Feature importance overview

This graph compares the importance of variables between the data drift classifier model and the deployed model. This allows us to put into perspective the importance of data drift in relation to the impacts to be expected on the deployed model. If the variable is at the top left, it means that the variable is very important for data drift classification, but that the variable has little influence on the deployed model. If the variable is at the bottom right, it means that the variable has little importance for data drift classification, and that the variable has a lot of influence on the deployed model.

[29]:
SD.plot.scatter_feature_importance()

Putting importance of the drift into perspective according to the importance of the model to be deployed, can help the data scientist to validate that his model can be deployed. Here we see that some features are necessary to analyse

[30]:
SD.plot.generate_fig_univariate('LotArea')
[31]:
SD.plot.generate_fig_univariate('1stFlrSF')

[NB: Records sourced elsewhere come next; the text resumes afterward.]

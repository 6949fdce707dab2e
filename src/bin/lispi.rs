use std::error::Error;
use std::fs::File;
use std::io::{self, BufReader};
use std::path::PathBuf;
use std::process::ExitCode;
use std::sync::Once;

use clap::Parser;
use lispi::DEFAULT_MAX_EVAL_DEPTH;
use lispi::ast::ValueKind;
use lispi::config::{DefinePolicy, InterpreterConfig};
use lispi::evaluator::Environment;
use lispi::session::{Interpreter, Transcript, is_terminal_signal, run_script};
use rustyline::DefaultEditor;
use rustyline::error::ReadlineError;

#[derive(Parser, Debug)]
#[command(name = "lispi")]
#[command(version = env!("CARGO_PKG_VERSION"))]
#[command(about = "A minimal Lisp interpreter", long_about = None)]
struct Args {
    /// Evaluate this file line by line instead of prompting
    #[arg(value_name = "SCRIPT")]
    script: Option<PathBuf>,

    /// Session log; truncated at startup
    #[arg(long, value_name = "FILE", default_value = "results.txt")]
    log: PathBuf,

    #[arg(long = "no-log")]
    no_log: bool,

    #[arg(long = "max-depth", value_name = "N", default_value_t = DEFAULT_MAX_EVAL_DEPTH)]
    max_depth: usize,

    /// Let `define` replace existing bindings
    #[arg(long)]
    redefine: bool,
}

impl Args {
    fn interpreter_config(&self) -> InterpreterConfig {
        let define_policy = if self.redefine {
            DefinePolicy::Overwrite
        } else {
            DefinePolicy::KeepExisting
        };
        InterpreterConfig::default()
            .with_max_eval_depth(self.max_depth)
            .with_define_policy(define_policy)
    }
}

type SessionTranscript = Transcript<io::Stdout, File>;

static TRACING_INIT: Once = Once::new();

/// Enable with `RUST_LOG=lispi=debug` or `RUST_LOG=lispi=trace`.
fn init_tracing() {
    TRACING_INIT.call_once(|| {
        use tracing_subscriber::{EnvFilter, fmt, prelude::*};

        // Only initialize if RUST_LOG is set
        if std::env::var("RUST_LOG").is_ok() {
            let filter = EnvFilter::from_default_env();
            tracing_subscriber::registry()
                .with(
                    fmt::layer()
                        .with_writer(io::stderr)
                        .with_target(true)
                        .with_level(true),
                )
                .with(filter)
                .init();
        }
    });
}

fn main() -> ExitCode {
    init_tracing();
    let args = Args::parse();

    match run(&args) {
        Ok(()) => ExitCode::SUCCESS,
        Err(err) => {
            eprintln!("lispi: {err}");
            ExitCode::FAILURE
        }
    }
}

fn run(args: &Args) -> Result<(), Box<dyn Error>> {
    let interpreter = Interpreter::new(args.interpreter_config());
    let log = if args.no_log {
        None
    } else {
        Some(File::create(&args.log)?)
    };
    let mut transcript = Transcript::new(io::stdout(), log);

    match &args.script {
        Some(path) => {
            let script = BufReader::new(File::open(path)?);
            run_script(&interpreter, script, &mut transcript)?;
        }
        None => run_repl(&interpreter, &mut transcript)?,
    }
    Ok(())
}

fn run_repl(
    interpreter: &Interpreter,
    transcript: &mut SessionTranscript,
) -> Result<(), Box<dyn Error>> {
    println!("Lispi - A Lisp Interpreter");
    println!("Type :help for more commands, or (quit) to exit.");
    println!();

    let mut rl = DefaultEditor::new()?;

    loop {
        match rl.readline("> ") {
            Ok(line) => {
                let line = line.trim();
                if line.is_empty() {
                    continue;
                }

                let _ = rl.add_history_entry(line);

                match line {
                    ":help" => {
                        print_help();
                        continue;
                    }
                    ":env" => {
                        print_environment(interpreter.environment());
                        continue;
                    }
                    ":quit" => break,
                    _ => {}
                }

                let Some(value) = interpreter.eval_line(line) else {
                    continue;
                };
                transcript.write_line(&value)?;
                if is_terminal_signal(&value) {
                    return Ok(());
                }
            }
            Err(ReadlineError::Eof | ReadlineError::Interrupted) => break,
            Err(err) => return Err(err.into()),
        }
    }
    Ok(())
}

fn print_help() {
    println!("Commands:");
    println!("  :help      - Show this help message");
    println!("  :env       - Show current environment bindings");
    println!("  :quit      - Exit the interpreter");
    println!("  (quit)     - Exit the interpreter");
    println!("  Ctrl+C/D   - Exit the interpreter");
    println!();
    println!("Syntax:");
    println!("  Numbers: 42 (negative numbers via (- 0 5))");
    println!("  Booleans: T, NIL");
    println!("  Quote: 'x, '(1 2 3)");
    println!();
    println!("Special forms: if, define, defun, set!, quit");
    println!("Procedures: + - * / > < = != and or not car cdr cons sqrt pow");
    println!();
    println!("Examples:");
    println!("  (+ 1 2 3)");
    println!("  (defun sq (n) (* n n))");
    println!("  (if (> (sq 3) 5) 'big 'small)");
    println!();
}

fn print_environment(env: &Environment) {
    let bindings = env.get_all_bindings();

    let (natives, user_defined): (Vec<_>, Vec<_>) = bindings
        .into_iter()
        .partition(|(_, value)| matches!(value.kind, ValueKind::NativeProcedure { .. }));

    println!("Native procedures ({}):", natives.len());
    let mut col = 0;
    for (name, _) in &natives {
        print!("  {name:<8}");
        col += 1;
        if col % 8 == 0 {
            println!();
        }
    }
    if col % 8 != 0 {
        println!();
    }
    println!();

    if user_defined.is_empty() {
        println!("No user-defined values.");
        return;
    }

    println!("User-defined values ({}):", user_defined.len());
    for (name, value) in user_defined {
        println!("  {name} = {value}");
    }
}
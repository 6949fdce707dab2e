//! Registry of built-in operations.
//!
//! Every name the evaluator knows natively lives in one table, [`get_builtin_ops`]:
//!
//! - **Native procedures** (`+`, `car`, `sqrt`, ...) take already-evaluated arguments.
//!   They are bound in the global environment and in every call frame, so they can be
//!   passed around like any other procedure value.
//! - **Special forms** (`if`, `define`, `defun`, `set!`, `quit`) receive their
//!   arguments unevaluated. They are dispatched by name and are never bound.
//!
//! Arity is checked against the table before an operation runs.
//!
//! ## Numeric arguments
//!
//! Arithmetic and comparisons work on 64-bit integers and wrap on overflow. They
//! also accept the decimal symbols produced by `sqrt` and `pow` by reading their
//! leading integer digits, so `(+ (sqrt 2) 1)` is `2`.

use std::collections::HashMap;
use std::sync::LazyLock;

use crate::Error;
use crate::ast::{NumberType, Value, ValueKind};
use crate::evaluator::{
    Arity, Depth, Environment, eval_define, eval_defun, eval_if, eval_quit, eval_set,
};

/// Signature of a native procedure body
pub type NativeImpl = fn(&[Value]) -> Result<Value, Error>;

/// Signature of a special form: unevaluated arguments, the current environment and
/// the current evaluation depth
pub type SpecialFormFn = fn(&[Value], &Environment, Depth) -> Result<Value, Error>;

#[derive(Debug, Clone, Copy)]
pub enum OpKind {
    Native(NativeImpl),
    SpecialForm(SpecialFormFn),
}

/// Definition of a built-in operation
#[derive(Debug, Clone, Copy)]
pub struct BuiltinOp {
    pub name: &'static str,
    pub kind: OpKind,
    pub arity: Arity,
}

impl BuiltinOp {
    pub fn is_special_form(&self) -> bool {
        matches!(self.kind, OpKind::SpecialForm(_))
    }
}
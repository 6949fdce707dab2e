//! One line in, printed results out.
//!
//! [`Interpreter`] owns the global environment and runs the read → evaluate
//! pipeline over a line of input. [`Transcript`] writes each printed result to the
//! console and, optionally, to a session log. [`run_script`] ties the two together
//! for non-interactive input.

use std::fmt::Display;
use std::io::{self, BufRead, Write};

use tracing::debug;

use crate::ast::Value;
use crate::config::InterpreterConfig;
use crate::evaluator::{Environment, create_global_env, evaluate};
use crate::reader::{parse, tokenize};

/// The symbol whose evaluation ends a session
pub const TERMINAL_SYMBOL: &str = "bye";

/// An interpreter session: one global environment that lives for the whole session
#[derive(Debug, Clone)]
pub struct Interpreter {
    global: Environment,
}

impl Default for Interpreter {
    fn default() -> Self {
        Interpreter::new(InterpreterConfig::default())
    }
}

impl Interpreter {
    pub fn new(config: InterpreterConfig) -> Self {
        Interpreter {
            global: create_global_env(config),
        }
    }

    pub fn environment(&self) -> &Environment {
        &self.global
    }

    /// Read the first expression on `line` and evaluate it.
    ///
    /// Tokens after the first expression are ignored. Errors are returned as error
    /// values. A line with no tokens yields `None`.
    pub fn eval_line(&self, line: &str) -> Option<Value> {
        if tokenize(line).is_empty() {
            return None;
        }
        Some(match parse(line) {
            Ok(expr) => evaluate(&expr, &self.global),
            Err(error) => {
                debug!(%error, "read error");
                Value::error(error)
            }
        })
    }
}

/// Whether `value` is the signal that ends a session
pub fn is_terminal_signal(value: &Value) -> bool {
    value.as_symbol() == Some(TERMINAL_SYMBOL)
}

/// Writes printed results to a console stream and an optional log stream
pub struct Transcript<C, L> {
    console: C,
    log: Option<L>,
}

impl<C: Write, L: Write> Transcript<C, L> {
    pub fn new(console: C, log: Option<L>) -> Self {
        Transcript { console, log }
    }

    /// Write `text` followed by a newline to both streams
    pub fn write_line(&mut self, text: impl Display) -> io::Result<()> {
        writeln!(self.console, "{text}")?;
        self.console.flush()?;
        if let Some(log) = &mut self.log {
            writeln!(log, "{text}")?;
            log.flush()?;
        }
        Ok(())
    }

    pub fn into_parts(self) -> (C, Option<L>) {
        (self.console, self.log)
    }
}

/// Evaluate `input` line by line, writing each result to `transcript`.
///
/// Blank lines are skipped. Returns `true` if the input ended the session with
/// `bye`, in which case the rest of the input is not read.
pub fn run_script<R: BufRead, C: Write, L: Write>(
    interpreter: &Interpreter,
    input: R,
    transcript: &mut Transcript<C, L>,
) -> io::Result<bool> {
    for line in input.lines() {
        let Some(value) = interpreter.eval_line(&line?) else {
            continue;
        };
        transcript.write_line(&value)?;
        if is_terminal_signal(&value) {
            return Ok(true);
        }
    }
    Ok(false)
}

We see that for important features, the data in production will not be similar in distributions to that in training

Distribution of predicted values

This graph shows distributions of the production model outputs on both baseline and current datasets.

[32]:
SD.plot.generate_fig_univariate(df_all=SD.df_predict,col='Score',hue="dataset")

Differences between 2 datasets generate a difference in the distribution of the predictions of the deployed model. These differences can have important impacts on the performance of the model in production. Such differences in predicted probabilities may call into question the decision to deploy the model as is.

With this tutorial, we hope to have detailed how Eurybia can be used in a data validation phase before deploying a model.